START Data under study

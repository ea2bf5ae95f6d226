use serde::{Deserialize, Serialize};
use uuid::Uuid;

use crate::models::{MatchStatus, Profile};

/// Persisted form of a profile.
///
/// `status` is kept as the raw stored string so that unknown values survive
/// on disk and are only interpreted when converted back into a `Profile`.
/// A record stored without an id decodes with a freshly generated one.
#[derive(Debug, Clone, PartialEq, Eq, Serialize, Deserialize)]
pub struct ProfileRecord {
    #[serde(default = "Uuid::new_v4")]
    pub id: Uuid,
    #[serde(default)]
    pub name: String,
    #[serde(default)]
    pub age: u32,
    #[serde(default)]
    pub location: String,
    #[serde(default)]
    pub image_url: String,
    #[serde(default)]
    pub status: Option<String>,
}

impl ProfileRecord {
    pub fn from_profile(profile: &Profile) -> Self {
        Self {
            id: profile.id,
            name: profile.name.clone(),
            age: profile.age,
            location: profile.location.clone(),
            image_url: profile.image_url.clone(),
            status: Some(profile.status.as_str().to_string()),
        }
    }

    pub fn match_status(&self) -> MatchStatus {
        MatchStatus::from_stored(self.status.as_deref())
    }

    pub fn to_profile(&self) -> Profile {
        Profile {
            id: self.id,
            name: self.name.clone(),
            age: self.age,
            location: self.location.clone(),
            image_url: self.image_url.clone(),
            status: self.match_status(),
        }
    }
}

impl From<&Profile> for ProfileRecord {
    fn from(profile: &Profile) -> Self {
        Self::from_profile(profile)
    }
}
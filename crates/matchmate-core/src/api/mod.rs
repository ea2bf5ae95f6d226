//! Remote profile source.
//!
//! This module provides the `ProfileSource` seam the synchronizer fetches
//! through, and `ApiClient`, its HTTP implementation against the
//! randomuser.me API.
//!
//! The API is public and unauthenticated; each request returns a fresh batch
//! of randomly generated users.

pub mod client;
pub mod error;
pub mod source;

pub use client::ApiClient;
pub use error::ApiError;
pub use source::{ProfileSource, RemoteUser, RemoteUsersResponse};
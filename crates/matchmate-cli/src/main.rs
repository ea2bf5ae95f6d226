//! MatchMate CLI - review a batch of candidate profiles from the terminal.
//!
//! Fetches profiles from the random user API, keeps the last batch cached
//! for offline use, and records accept/decline decisions.

mod format;

use std::io;
use std::sync::Arc;

use anyhow::{bail, Result};
use tracing::info;
use tracing_subscriber::{fmt, prelude::*, EnvFilter};
use uuid::Uuid;

use matchmate_core::{
    ApiClient, CacheManager, Config, MatchStatus, Profile, ProfileSynchronizer, StatusUpdate,
};

const USAGE: &str = "\
Usage: matchmate [COMMAND]

Commands:
  fetch             Fetch a new batch of profiles (default)
  list              Show cached profiles
  accept <id>       Accept a profile
  decline <id>      Decline a profile
  reset <id>        Mark a profile as pending again

Ids may be shortened to any unique prefix.";

#[derive(Debug, Clone, PartialEq, Eq)]
enum Command {
    Fetch,
    List,
    SetStatus { id: String, status: MatchStatus },
}

impl Command {
    fn parse(args: &[String]) -> Result<Self> {
        let mut args = args.iter().map(String::as_str);
        let command = match args.next() {
            None | Some("fetch") => Command::Fetch,
            Some("list") => Command::List,
            Some(verb @ ("accept" | "decline" | "reset")) => {
                let Some(id) = args.next() else {
                    bail!("{} requires a profile id", verb);
                };
                let status = match verb {
                    "accept" => MatchStatus::Accepted,
                    "decline" => MatchStatus::Declined,
                    _ => MatchStatus::Pending,
                };
                Command::SetStatus {
                    id: id.to_string(),
                    status,
                }
            }
            Some(other) => bail!("Unknown command: {}", other),
        };

        if let Some(extra) = args.next() {
            bail!("Unexpected argument: {}", extra);
        }
        Ok(command)
    }
}

/// Initialize the tracing subscriber for logging
fn init_tracing() {
    // Use RUST_LOG env var to control log level (e.g., RUST_LOG=debug)
    let filter = EnvFilter::try_from_default_env().unwrap_or_else(|_| EnvFilter::new("warn"));

    tracing_subscriber::registry()
        .with(fmt::layer().with_writer(io::stderr))
        .with(filter)
        .init();
}

/// Resolve a full id or a unique id prefix against the current list
fn resolve_id(profiles: &[Profile], arg: &str) -> Result<Uuid> {
    if let Ok(id) = Uuid::parse_str(arg) {
        return Ok(id);
    }

    let prefix = arg.to_lowercase();
    let matches: Vec<Uuid> = profiles
        .iter()
        .map(|p| p.id)
        .filter(|id| id.to_string().starts_with(&prefix))
        .collect();

    match matches.as_slice() {
        [id] => Ok(*id),
        [] => bail!("No profile matches id {}", arg),
        _ => bail!("Id prefix {} is ambiguous ({} matches)", arg, matches.len()),
    }
}

fn print_profiles(sync: &ProfileSynchronizer) {
    if sync.profiles().is_empty() {
        println!("No profiles.");
        return;
    }
    for profile in sync.profiles() {
        println!("{}", format::profile_line(profile));
    }
}

fn build_synchronizer(config: &Config) -> Result<ProfileSynchronizer> {
    let api = ApiClient::with_endpoint(config.api_url(), config.batch_size())?;
    let cache = CacheManager::new(config.cache_dir()?)?;
    Ok(ProfileSynchronizer::new(Arc::new(api), cache))
}

async fn run(command: Command, config: Config) -> Result<()> {
    let mut sync = build_synchronizer(&config)?;

    // Show the previous session even if the fetch below fails
    if let Err(e) = sync.load_from_cache() {
        eprintln!("Warning: could not read cached profiles: {:#}", e);
    }

    match command {
        Command::Fetch => {
            sync.trigger_fetch();
            if let Some(outcome) = sync.wait_for_fetch().await {
                println!("{}", format::outcome_line(outcome, sync.cache_age().as_deref()));
            }
            print_profiles(&sync);
        }
        Command::List => {
            let age = sync.cache_age().unwrap_or_else(|| "never".to_string());
            println!("Cached profiles (updated {})", age);
            print_profiles(&sync);
        }
        Command::SetStatus { id, status } => {
            let id = resolve_id(sync.profiles(), &id)?;
            match sync.update_status(id, status) {
                StatusUpdate::Updated => {}
                StatusUpdate::NotPersisted => {
                    eprintln!("Warning: decision recorded but could not be saved");
                }
                StatusUpdate::NotFound => bail!("No profile with id {}", id),
            }
            if let Some(profile) = sync.profile(id) {
                println!("{}", format::profile_line(profile));
            }
        }
    }

    Ok(())
}

#[tokio::main]
async fn main() -> Result<()> {
    // Load .env file if present (silently ignore if not found)
    let _ = dotenvy::dotenv();

    init_tracing();

    let args: Vec<String> = std::env::args().skip(1).collect();
    if matches!(args.first().map(String::as_str), Some("-h" | "--help" | "help")) {
        println!("{}", USAGE);
        return Ok(());
    }

    let command = match Command::parse(&args) {
        Ok(c) => c,
        Err(e) => {
            eprintln!("Error: {}\n\n{}", e, USAGE);
            std::process::exit(2);
        }
    };

    let config = Config::load()?;
    info!(api_url = config.api_url(), batch_size = config.batch_size(), "MatchMate starting");

    run(command, config).await
}

#[cfg(test)]
mod tests {
    use super::*;

    fn args(list: &[&str]) -> Vec<String> {
        list.iter().map(|s| s.to_string()).collect()
    }

    #[test]
    fn test_parse_commands() {
        assert_eq!(Command::parse(&args(&[])).unwrap(), Command::Fetch);
        assert_eq!(Command::parse(&args(&["fetch"])).unwrap(), Command::Fetch);
        assert_eq!(Command::parse(&args(&["list"])).unwrap(), Command::List);
        assert_eq!(
            Command::parse(&args(&["accept", "abc"])).unwrap(),
            Command::SetStatus {
                id: "abc".into(),
                status: MatchStatus::Accepted
            }
        );
        assert_eq!(
            Command::parse(&args(&["decline", "abc"])).unwrap(),
            Command::SetStatus {
                id: "abc".into(),
                status: MatchStatus::Declined
            }
        );
        assert_eq!(
            Command::parse(&args(&["reset", "abc"])).unwrap(),
            Command::SetStatus {
                id: "abc".into(),
                status: MatchStatus::Pending
            }
        );
    }

    #[test]
    fn test_parse_rejects_bad_input() {
        assert!(Command::parse(&args(&["accept"])).is_err());
        assert!(Command::parse(&args(&["swipe"])).is_err());
        assert!(Command::parse(&args(&["list", "extra"])).is_err());
    }

    #[test]
    fn test_resolve_id() {
        let a = Profile::new("A".into(), 20, String::new(), String::new());
        let b = Profile::new("B".into(), 21, String::new(), String::new());
        let profiles = vec![a.clone(), b.clone()];

        // Full ids resolve even if not in the list
        let other = Uuid::new_v4();
        assert_eq!(resolve_id(&profiles, &other.to_string()).unwrap(), other);

        // A full-length prefix is always unique
        let a_str = a.id.to_string();
        assert_eq!(resolve_id(&profiles, &a_str[..36]).unwrap(), a.id);
        assert_eq!(resolve_id(&profiles, &a_str[..8].to_uppercase()).unwrap(), a.id);

        assert!(resolve_id(&profiles, "zzz").is_err());
        // Empty prefix matches everything
        assert!(resolve_id(&profiles, "").is_err());
    }
}
//! Profile synchronizer.
//!
//! Keeps the in-memory profile list consistent with the remote source when it
//! is reachable and with the local cache when it is not, and persists the
//! user's accept/decline decisions.

pub mod synchronizer;


pub use synchronizer::{ProfileSynchronizer, RefreshOutcome, StatusUpdate, SubscriptionId};
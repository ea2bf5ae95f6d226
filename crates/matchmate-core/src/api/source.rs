//! The remote source seam and its wire format.

use anyhow::Result;
use async_trait::async_trait;
use serde::Deserialize;

use crate::models::Profile;

/// Something that can produce a batch of remote user records.
///
/// `ApiClient` is the production implementation; tests substitute their own.
#[async_trait]
pub trait ProfileSource: Send + Sync {
    async fn fetch_profiles(&self) -> Result<Vec<RemoteUser>>;
}

/// Top-level response body: `{"results": [...]}`.
#[derive(Debug, Clone, Deserialize)]
pub struct RemoteUsersResponse {
    pub results: Vec<RemoteUser>,
}

/// One user record as returned by the API. Unlisted fields are ignored.
#[derive(Debug, Clone, PartialEq, Deserialize)]
pub struct RemoteUser {
    pub name: RemoteName,
    pub dob: RemoteDob,
    pub location: RemoteLocation,
    pub picture: RemotePicture,
}

#[derive(Debug, Clone, PartialEq, Deserialize)]
pub struct RemoteName {
    pub first: String,
    pub last: String,
}

#[derive(Debug, Clone, PartialEq, Deserialize)]
pub struct RemoteDob {
    pub age: u32,
}

#[derive(Debug, Clone, PartialEq, Deserialize)]
pub struct RemoteLocation {
    pub city: String,
}

#[derive(Debug, Clone, PartialEq, Deserialize)]
pub struct RemotePicture {
    pub large: String,
}

impl RemoteUser {
    /// Build a record from plain values; mostly useful for mock sources.
    pub fn new(first: &str, last: &str, age: u32, city: &str, picture: &str) -> Self {
        Self {
            name: RemoteName {
                first: first.to_string(),
                last: last.to_string(),
            },
            dob: RemoteDob { age },
            location: RemoteLocation {
                city: city.to_string(),
            },
            picture: RemotePicture {
                large: picture.to_string(),
            },
        }
    }

    pub fn full_name(&self) -> String {
        format!("{} {}", self.name.first, self.name.last)
    }

    /// Convert to a domain profile with a fresh id and Pending status.
    pub fn to_profile(&self) -> Profile {
        Profile::new(
            self.full_name(),
            self.dob.age,
            self.location.city.clone(),
            self.picture.large.clone(),
        )
    }
}

#[cfg(test)]
mod tests {
    use super::*;
    use crate::models::MatchStatus;

    #[test]
    fn test_parse_users_response() {
        let json = r#"{"results":[{"gender":"male","name":{"title":"Mr","first":"John","last":"Doe"},"location":{"street":{"number":12,"name":"Main St"},"city":"New York","country":"United States"},"email":"john.doe@example.com","dob":{"date":"1999-03-02T10:00:00.000Z","age":25},"picture":{"large":"https://x/img.jpg","medium":"https://x/med.jpg","thumbnail":"https://x/thumb.jpg"},"nat":"US"}],"info":{"seed":"abc","results":1,"page":1,"version":"1.4"}}"#;

        let resp: RemoteUsersResponse =
            serde_json::from_str(json).expect("Failed to parse users test JSON");
        assert_eq!(resp.results.len(), 1);

        let user = &resp.results[0];
        assert_eq!(user.name.first, "John");
        assert_eq!(user.name.last, "Doe");
        assert_eq!(user.dob.age, 25);
        assert_eq!(user.location.city, "New York");
        assert_eq!(user.picture.large, "https://x/img.jpg");
    }

    #[test]
    fn test_parse_rejects_missing_fields() {
        // No dob at all
        let json = r#"{"results":[{"name":{"first":"A","last":"B"},"location":{"city":"C"},"picture":{"large":"D"}}]}"#;
        assert!(serde_json::from_str::<RemoteUsersResponse>(json).is_err());

        // Wrong type for age
        let json = r#"{"results":[{"name":{"first":"A","last":"B"},"dob":{"age":"old"},"location":{"city":"C"},"picture":{"large":"D"}}]}"#;
        assert!(serde_json::from_str::<RemoteUsersResponse>(json).is_err());

        // Missing results wrapper
        assert!(serde_json::from_str::<RemoteUsersResponse>(r#"{"error":"busy"}"#).is_err());
    }

    #[test]
    fn test_to_profile() {
        let user = RemoteUser::new("John", "Doe", 25, "New York", "https://x/img.jpg");
        let profile = user.to_profile();

        assert_eq!(profile.name, "John Doe");
        assert_eq!(profile.age, 25);
        assert_eq!(profile.location, "New York");
        assert_eq!(profile.image_url, "https://x/img.jpg");
        assert_eq!(profile.status, MatchStatus::Pending);
    }

    #[test]
    fn test_to_profile_generates_fresh_ids() {
        let user = RemoteUser::new("Jane", "Roe", 30, "Chicago", "");
        assert_ne!(user.to_profile().id, user.to_profile().id);
    }
}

END Data under study

■ **What to do**:
Take every line from the data that includes the word "Accepted".

■ **Task result**:
                    "accept" => MatchStatus::Accepted,
                status: MatchStatus::Accepted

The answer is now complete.